6. Where a taxpayer has loaned money at less than a reasonable rate of interest to a Canadian corporation of which he is a shareholder, or to its Canadian subsidiary, or has guaranteed the debts of such a corporation for inadequate consideration, any subsequent loss arising to him from the inability of the corporation to discharge its obligations to him, or from having to honour the guarantee, may be a deductible capital loss to him despite the absence of a reasonable rate of interest or adequate consideration.

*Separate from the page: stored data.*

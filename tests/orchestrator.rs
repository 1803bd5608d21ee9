//! Orchestrator behaviour against in-memory sources

use std::sync::Arc;
use std::sync::atomic::{AtomicBool, AtomicUsize, Ordering};
use std::time::Duration;

use chrono::{DateTime, Utc};
use parking_lot::Mutex;
use skycast::api::{ForecastSource, ImageLoader, PhotoSource};
use skycast::cache::{CacheKey, CachedEntry, ForecastCache, MemoryForecastCache};
use skycast::error::FetchStage;
use skycast::locations::CurrentLocationSink;
use skycast::models::{
    Conditions, Coordinates, ForecastData, HourlyWeather, LocationCandidate, PacketSource,
    PhotoBucket, PhotoData, UnitSystem,
};
use skycast::orchestrator::{FetchState, ForecastOrchestrator};
use skycast::{Result, SkycastError};

const TTL: Duration = Duration::from_secs(3600);

fn tampere() -> Coordinates {
    Coordinates::new(61.4991, 23.7871)
}

fn forecast(code: i32) -> ForecastData {
    let current = HourlyWeather {
        conditions: Conditions {
            code,
            title: "Rain".to_string(),
            description: "moderate rain".to_string(),
            icon: "10d".to_string(),
            time: DateTime::from_timestamp(1_700_000_000, 0).unwrap(),
        },
        temperature: 2.0,
        feels_like: -1.0,
        pressure: 1004,
        humidity: 96,
        wind_speed: 5.0,
        wind_direction: 190.0,
    };
    ForecastData {
        latitude: 61.4991,
        longitude: 23.7871,
        timezone: "Europe/Helsinki".to_string(),
        current: current.clone(),
        hourly: vec![current; 48],
        daily: Vec::new(),
    }
}

fn photo(id: u32) -> PhotoData {
    PhotoData {
        photographer: format!("Photographer {id}"),
        page_url: format!("https://www.pexels.com/photo/{id}/"),
        original: format!("https://images.pexels.com/{id}.jpeg"),
        portrait: format!("https://images.pexels.com/{id}-portrait.jpeg"),
        landscape: format!("https://images.pexels.com/{id}-landscape.jpeg"),
    }
}

struct FakeForecasts {
    code: i32,
    requested_units: Mutex<Vec<UnitSystem>>,
    name_calls: AtomicUsize,
    fail_forecast: AtomicBool,
    fail_name: AtomicBool,
}

impl FakeForecasts {
    fn new(code: i32) -> Self {
        Self {
            code,
            requested_units: Mutex::new(Vec::new()),
            name_calls: AtomicUsize::new(0),
            fail_forecast: AtomicBool::new(false),
            fail_name: AtomicBool::new(false),
        }
    }

    fn forecast_calls(&self) -> usize {
        self.requested_units.lock().len()
    }
}

impl ForecastSource for FakeForecasts {
    fn fetch_forecast(&self, _coordinates: Coordinates, units: UnitSystem) -> Result<ForecastData> {
        self.requested_units.lock().push(units);
        if self.fail_forecast.load(Ordering::SeqCst) {
            return Err(SkycastError::network("connection refused"));
        }
        Ok(forecast(self.code))
    }

    fn fetch_location_name(&self, _coordinates: Coordinates) -> Result<String> {
        self.name_calls.fetch_add(1, Ordering::SeqCst);
        if self.fail_name.load(Ordering::SeqCst) {
            return Err(SkycastError::empty_set("no place here"));
        }
        Ok("Tampere".to_string())
    }

    fn search_locations(&self, _query: &str) -> Result<Vec<LocationCandidate>> {
        Ok(Vec::new())
    }
}

struct FakePhotos {
    photos: Vec<PhotoData>,
    requested: Mutex<Vec<String>>,
}

impl FakePhotos {
    fn new(photos: Vec<PhotoData>) -> Self {
        Self {
            photos,
            requested: Mutex::new(Vec::new()),
        }
    }
}

impl PhotoSource for FakePhotos {
    fn fetch_collection(&self, collection_id: &str) -> Result<Vec<PhotoData>> {
        self.requested.lock().push(collection_id.to_string());
        Ok(self.photos.clone())
    }
}

#[derive(Default)]
struct FakeImages {
    calls: AtomicUsize,
    fail: AtomicBool,
}

impl ImageLoader for FakeImages {
    fn load(&self, _url: &str) -> Result<image::RgbaImage> {
        self.calls.fetch_add(1, Ordering::SeqCst);
        if self.fail.load(Ordering::SeqCst) {
            return Err(SkycastError::network("image host unreachable"));
        }
        Ok(image::RgbaImage::new(4, 6))
    }
}

/// Memory cache whose reads and writes can be made to fail
#[derive(Default)]
struct FlakyCache {
    inner: MemoryForecastCache,
    fail_get: AtomicBool,
    fail_put: AtomicBool,
}

impl ForecastCache for FlakyCache {
    fn get(&self, key: &CacheKey) -> Result<Option<CachedEntry>> {
        if self.fail_get.load(Ordering::SeqCst) {
            return Err(SkycastError::cache("read failed"));
        }
        self.inner.get(key)
    }

    fn put(&self, entry: CachedEntry) -> Result<()> {
        if self.fail_put.load(Ordering::SeqCst) {
            return Err(SkycastError::cache("disk full"));
        }
        self.inner.put(entry)
    }
}

#[derive(Default)]
struct RecordingSink {
    updates: Mutex<Vec<(String, Coordinates)>>,
}

impl CurrentLocationSink for RecordingSink {
    fn set_current_location(&self, name: &str, coordinates: Coordinates) {
        self.updates.lock().push((name.to_string(), coordinates));
    }
}

struct Harness {
    forecasts: Arc<FakeForecasts>,
    photos: Arc<FakePhotos>,
    images: Arc<FakeImages>,
    cache: Arc<FlakyCache>,
    orchestrator: ForecastOrchestrator,
}

impl Harness {
    fn new(code: i32, photos: Vec<PhotoData>) -> Self {
        let forecasts = Arc::new(FakeForecasts::new(code));
        let photos = Arc::new(FakePhotos::new(photos));
        let images = Arc::new(FakeImages::default());
        let cache = Arc::new(FlakyCache::default());
        let orchestrator = ForecastOrchestrator::new(
            forecasts.clone(),
            photos.clone(),
            images.clone(),
            cache.clone(),
            TTL,
            UnitSystem::Metric,
        );
        Self {
            forecasts,
            photos,
            images,
            cache,
            orchestrator,
        }
    }

    fn rainy() -> Self {
        Self::new(500, vec![photo(1), photo(2), photo(3)])
    }
}

#[tokio::test]
async fn test_second_fetch_within_ttl_uses_cache() {
    let h = Harness::rainy();

    let first = h
        .orchestrator
        .fetch_weather(tampere(), UnitSystem::Metric)
        .await
        .unwrap();
    let second = h
        .orchestrator
        .fetch_weather(tampere(), UnitSystem::Metric)
        .await
        .unwrap();

    assert_eq!(first.source, PacketSource::Network);
    assert_eq!(second.source, PacketSource::Cache);
    assert_eq!(second.location_name, "Tampere");
    assert_eq!(second.photo, first.photo);
    assert_eq!(second.forecast, first.forecast);
    assert_eq!(h.forecasts.forecast_calls(), 1);
    assert_eq!(h.forecasts.name_calls.load(Ordering::SeqCst), 1);
    assert_eq!(h.photos.requested.lock().len(), 1);
    // The cached photo is materialized again on a hit
    assert_eq!(h.images.calls.load(Ordering::SeqCst), 2);
}

#[tokio::test]
async fn test_condition_code_selects_collection() {
    let h = Harness::rainy();

    let packet = h
        .orchestrator
        .fetch_weather(tampere(), UnitSystem::Metric)
        .await
        .unwrap();

    assert_eq!(
        *h.photos.requested.lock(),
        vec![PhotoBucket::Rain.collection_id().to_string()]
    );
    assert!(h.photos.photos.contains(&packet.photo));
    assert_eq!(packet.forecast.hourly.len(), 48);
    assert_eq!((packet.image.width(), packet.image.height()), (4, 6));
}

#[tokio::test]
async fn test_unit_systems_are_cached_separately() {
    let h = Harness::rainy();

    for units in [UnitSystem::Metric, UnitSystem::Imperial, UnitSystem::Metric, UnitSystem::Imperial] {
        h.orchestrator.fetch_weather(tampere(), units).await.unwrap();
    }

    assert_eq!(
        *h.forecasts.requested_units.lock(),
        vec![UnitSystem::Metric, UnitSystem::Imperial]
    );
    assert_eq!(h.cache.inner.len(), 2);
}

#[tokio::test]
async fn test_stale_entry_is_refetched() {
    let h = Harness::rainy();
    let key = CacheKey::new(tampere(), UnitSystem::Metric);
    let two_hours_ago = Utc::now().timestamp_millis() - 2 * 3_600_000;
    h.cache
        .put(CachedEntry {
            key,
            location_name: "Old Tampere".to_string(),
            stored_at_millis: two_hours_ago,
            forecast: forecast(800),
            photo: photo(9),
        })
        .unwrap();

    let packet = h
        .orchestrator
        .fetch_weather(tampere(), UnitSystem::Metric)
        .await
        .unwrap();

    assert_eq!(packet.source, PacketSource::Network);
    assert_eq!(packet.location_name, "Tampere");
    assert_eq!(h.forecasts.forecast_calls(), 1);
    let stored = h.cache.get(&key).unwrap().unwrap();
    assert!(stored.stored_at_millis > two_hours_ago);
}

#[tokio::test]
async fn test_empty_photo_collection_fails_fetch() {
    let h = Harness::new(803, Vec::new());

    let err = h
        .orchestrator
        .fetch_weather(tampere(), UnitSystem::Metric)
        .await
        .unwrap_err();

    assert_eq!(err.stage(), Some(FetchStage::PhotoCollection));
    assert_eq!(err.to_string(), "Request failed");
    assert_eq!(err.user_message(), "Request failed");
    let cause = std::error::Error::source(&err).unwrap().to_string();
    assert!(cause.starts_with("Empty result"), "unexpected cause: {cause}");
    assert!(h.cache.inner.is_empty());
    assert_eq!(h.forecasts.name_calls.load(Ordering::SeqCst), 0);
}

#[tokio::test]
async fn test_each_stage_failure_is_reported() {
    let h = Harness::rainy();
    h.forecasts.fail_forecast.store(true, Ordering::SeqCst);
    let err = h
        .orchestrator
        .fetch_weather(tampere(), UnitSystem::Metric)
        .await
        .unwrap_err();
    assert_eq!(err.stage(), Some(FetchStage::Forecast));

    h.forecasts.fail_forecast.store(false, Ordering::SeqCst);
    h.images.fail.store(true, Ordering::SeqCst);
    let err = h
        .orchestrator
        .fetch_weather(tampere(), UnitSystem::Metric)
        .await
        .unwrap_err();
    assert_eq!(err.stage(), Some(FetchStage::Image));

    h.images.fail.store(false, Ordering::SeqCst);
    h.forecasts.fail_name.store(true, Ordering::SeqCst);
    let err = h
        .orchestrator
        .fetch_weather(tampere(), UnitSystem::Metric)
        .await
        .unwrap_err();
    assert_eq!(err.stage(), Some(FetchStage::LocationName));

    assert!(h.cache.inner.is_empty());
}

#[tokio::test]
async fn test_cached_image_failure_does_not_fall_through() {
    let h = Harness::rainy();
    h.orchestrator
        .fetch_weather(tampere(), UnitSystem::Metric)
        .await
        .unwrap();

    h.images.fail.store(true, Ordering::SeqCst);
    let err = h
        .orchestrator
        .fetch_weather(tampere(), UnitSystem::Metric)
        .await
        .unwrap_err();

    assert_eq!(err.stage(), Some(FetchStage::CachedImage));
    assert_eq!(h.forecasts.forecast_calls(), 1);
}

#[tokio::test]
async fn test_cache_failures_do_not_fail_fetch() {
    let h = Harness::rainy();
    h.cache.fail_put.store(true, Ordering::SeqCst);

    let packet = h
        .orchestrator
        .fetch_weather(tampere(), UnitSystem::Metric)
        .await
        .unwrap();
    assert_eq!(packet.source, PacketSource::Network);
    assert!(h.cache.inner.is_empty());

    h.cache.fail_put.store(false, Ordering::SeqCst);
    h.orchestrator
        .fetch_weather(tampere(), UnitSystem::Metric)
        .await
        .unwrap();
    assert_eq!(h.cache.inner.len(), 1);

    h.cache.fail_get.store(true, Ordering::SeqCst);
    let packet = h
        .orchestrator
        .fetch_weather(tampere(), UnitSystem::Metric)
        .await
        .unwrap();
    assert_eq!(packet.source, PacketSource::Network);
    assert_eq!(h.forecasts.forecast_calls(), 3);
}

#[tokio::test]
async fn test_refresh_reuses_previous_coordinates_and_current_units() {
    let h = Harness::rainy();

    let err = h.orchestrator.refresh().await.unwrap_err();
    assert!(matches!(err, SkycastError::Validation { .. }));

    h.forecasts.fail_forecast.store(true, Ordering::SeqCst);
    let _ = h.orchestrator.fetch_weather(tampere(), UnitSystem::Metric).await;
    assert_eq!(h.orchestrator.previous_coordinates(), Some(tampere()));

    h.forecasts.fail_forecast.store(false, Ordering::SeqCst);
    h.orchestrator.set_units(UnitSystem::Standard);
    let packet = h.orchestrator.refresh().await.unwrap();

    assert_eq!(packet.source, PacketSource::Network);
    assert_eq!(
        *h.forecasts.requested_units.lock(),
        vec![UnitSystem::Metric, UnitSystem::Standard]
    );
}

#[tokio::test]
async fn test_current_location_fetch_notifies_sink() {
    let h = Harness::rainy();
    let sink = Arc::new(RecordingSink::default());
    let orchestrator = h.orchestrator.clone().with_location_sink(sink.clone());

    orchestrator
        .fetch_weather_for_current_location(tampere(), UnitSystem::Metric)
        .await
        .unwrap();
    orchestrator
        .fetch_weather(Coordinates::new(65.0121, 25.4651), UnitSystem::Metric)
        .await
        .unwrap();

    h.forecasts.fail_name.store(true, Ordering::SeqCst);
    let far_away = Coordinates::new(-33.8688, 151.2093);
    assert!(
        orchestrator
            .fetch_weather_for_current_location(far_away, UnitSystem::Metric)
            .await
            .is_err()
    );

    assert_eq!(
        *sink.updates.lock(),
        vec![("Tampere".to_string(), tampere())]
    );
}

#[tokio::test]
async fn test_state_channel_reports_terminal_states() {
    let h = Harness::rainy();
    let mut states = h.orchestrator.subscribe();
    assert!(matches!(*states.borrow_and_update(), FetchState::Idle));

    h.orchestrator
        .fetch_weather(tampere(), UnitSystem::Metric)
        .await
        .unwrap();
    assert!(states.has_changed().unwrap());
    match &*states.borrow_and_update() {
        FetchState::Success(packet) => assert_eq!(packet.location_name, "Tampere"),
        other => panic!("expected success, got {other:?}"),
    }

    h.images.fail.store(true, Ordering::SeqCst);
    let _ = h.orchestrator.fetch_weather(tampere(), UnitSystem::Metric).await;
    assert!(matches!(*states.borrow_and_update(), FetchState::Failed));
}

#[tokio::test]
async fn test_unit_change_triggers_refresh() {
    let h = Harness::rainy();
    h.orchestrator
        .fetch_weather(tampere(), UnitSystem::Metric)
        .await
        .unwrap();

    let mut states = h.orchestrator.subscribe();
    states.borrow_and_update();
    let mut unit_changes = h.orchestrator.units_changed();
    let refresher = h.orchestrator.spawn_refresh_on_unit_change();

    h.orchestrator.set_units(UnitSystem::Imperial);
    assert!(unit_changes.has_changed().unwrap());
    assert_eq!(*unit_changes.borrow_and_update(), UnitSystem::Imperial);

    tokio::time::timeout(Duration::from_secs(5), async {
        loop {
            states.changed().await.unwrap();
            if matches!(*states.borrow_and_update(), FetchState::Success(_)) {
                break;
            }
        }
    })
    .await
    .unwrap();
    refresher.abort();

    assert_eq!(h.orchestrator.units(), UnitSystem::Imperial);
    assert_eq!(
        *h.forecasts.requested_units.lock(),
        vec![UnitSystem::Metric, UnitSystem::Imperial]
    );
}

Generally it is the Department's practice to allow a loss on such a loan or guarantee and not treat it as being nil by virtue of subparagraph 40(2)(g)(ii) if the following conditions are satisfied:
(a) the corporation to whom the loan was made or whose debts were guaranteed used the borrowed funds in order to produce income from business or property, or used the borrowed funds to lend money at less than a reasonable rate of interest to its Canadian subsidiary in turn to be used to produce income from business or property,
(b) the corporation has made every effort to borrow the necessary funds through the usual commercial money markets but cannot obtain financing without the guarantee of the shareholder at interest rates at which the shareholder could borrow,
(c) the corporation has ceased permanently to carry on its business, and
(d) the loan from the shareholder to the corporation at less than a reasonable rate of interest (or at no interest) does not result in any undue tax advantage to either the shareholder or the corporation.